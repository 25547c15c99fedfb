//! Configuration module for the staff backend.
//!
//! All configuration is loaded from environment variables with sensible defaults.

use std::env;
use std::net::SocketAddr;
use std::path::PathBuf;

use crate::errors::AppError;

/// Office whose directory sheet gets the address/fax notice by default.
pub const DEFAULT_CENTRAL_OFFICE: &str = "Центральный аппарат";

/// Application configuration loaded from environment variables.
#[derive(Debug, Clone)]
pub struct Config {
    /// Access key for the API; authentication is disabled when unset
    pub api_key: Option<String>,
    /// Path to SQLite database file
    pub db_path: PathBuf,
    /// Path to Tantivy search index directory
    pub index_path: PathBuf,
    /// Address to bind the server to
    pub bind_addr: SocketAddr,
    /// Log level (trace, debug, info, warn, error)
    pub log_level: String,
    /// Office name limiting which employees get arrangement rows
    pub arrangement_office: Option<String>,
    /// Office name that receives the notice row in the phone directory
    pub central_office_name: String,
    /// Fax number printed in the central office notice
    pub central_office_fax: String,
}

impl Config {
    /// Load configuration from environment variables.
    pub fn from_env() -> Result<Self, AppError> {
        dotenvy::dotenv().ok();

        let api_key = non_empty_var("STAFF_API_KEY");

        let db_path = env::var("STAFF_DB_PATH")
            .unwrap_or_else(|_| "./data/staff.sqlite".to_string())
            .into();

        let index_path = env::var("STAFF_INDEX_PATH")
            .unwrap_or_else(|_| "./data/index".to_string())
            .into();

        let bind_addr = env::var("STAFF_BIND_ADDR")
            .unwrap_or_else(|_| "127.0.0.1:8080".to_string())
            .parse()
            .map_err(|e| AppError::Internal(format!("Invalid STAFF_BIND_ADDR format: {}", e)))?;

        let log_level = env::var("STAFF_LOG_LEVEL").unwrap_or_else(|_| "info".to_string());

        let arrangement_office = non_empty_var("STAFF_ARRANGEMENT_OFFICE");

        let central_office_name = non_empty_var("STAFF_CENTRAL_OFFICE_NAME")
            .unwrap_or_else(|| DEFAULT_CENTRAL_OFFICE.to_string());

        let central_office_fax =
            non_empty_var("STAFF_CENTRAL_OFFICE_FAX").unwrap_or_else(|| "-".to_string());

        Ok(Self {
            api_key,
            db_path,
            index_path,
            bind_addr,
            log_level,
            arrangement_office,
            central_office_name,
            central_office_fax,
        })
    }
}

fn non_empty_var(name: &str) -> Option<String> {
    env::var(name)
        .ok()
        .map(|v| v.trim().to_string())
        .filter(|v| !v.is_empty())
}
---+---
• Task statement:
For the string "directory", return every line of the data where it appears.

• Answer section:
/// Office whose directory sheet gets the address/fax notice by default.
    /// Path to Tantivy search index directory
    /// Office name that receives the notice row in the phone directory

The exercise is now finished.